*** Information given Section Begins ***

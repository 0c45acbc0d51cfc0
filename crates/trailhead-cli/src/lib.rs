//! Trailhead CLI library.
//!
//! Logging setup, output rendering and the subcommand handlers used by the
//! `trailhead` binary.

pub mod commands;
pub mod logging;
pub mod output;
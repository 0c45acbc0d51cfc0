//! `tower`: height of the rock tower after a number of rocks.

use std::path::PathBuf;

use anyhow::Result;

use trailhead_lib::{tower_height, AnswerSummary, JetPattern};

use super::{emit, load_inputs, solve_all, RunOptions};

/// Handle the tower subcommand.
pub fn handle_tower(files: &[PathBuf], rocks: u64, options: &RunOptions) -> Result<()> {
    let inputs = load_inputs(files, JetPattern::parse)?;
    let cycle_limits = options.cycle_limits;

    let report = solve_all(&inputs, |input| {
        let report = tower_height(&input.value, rocks, &cycle_limits)?;
        Ok(AnswerSummary::from_cycle(input.source.as_str(), &report))
    })?;
    emit(&report, options)
}
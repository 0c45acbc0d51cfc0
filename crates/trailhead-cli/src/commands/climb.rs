//! `climb`: fewest steps up a height map.

use std::path::PathBuf;

use anyhow::Result;

use trailhead_lib::{shortest_ascent, shortest_descent, AnswerSummary, HeightMap, PuzzleKind};

use super::{emit, load_inputs, solve_all, RunOptions};

/// Lowest elevation letter; every square of it is a candidate start.
const LOWEST_ELEVATION: u8 = b'a';

/// Handle the climb subcommand.
///
/// With `any_start`, the answer is the shortest climb from any lowest square
/// rather than from `S`.
pub fn handle_climb(files: &[PathBuf], any_start: bool, options: &RunOptions) -> Result<()> {
    let inputs = load_inputs(files, HeightMap::parse)?;
    let limits = options.limits;

    let report = solve_all(&inputs, |input| {
        if any_start {
            let outcome = shortest_descent(&input.value, LOWEST_ELEVATION, limits)?;
            Ok(AnswerSummary::from_search(
                PuzzleKind::Descent,
                input.source.as_str(),
                &outcome,
            ))
        } else {
            let outcome = shortest_ascent(&input.value, limits)?;
            Ok(AnswerSummary::from_search(
                PuzzleKind::Climb,
                input.source.as_str(),
                &outcome,
            ))
        }
    })?;
    emit(&report, options)
}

*** Information given Section Ends ***

→ **Brief**:
Find how many lines in the entries include the string "crates", and state only the number.

→ **Response to this task**:
2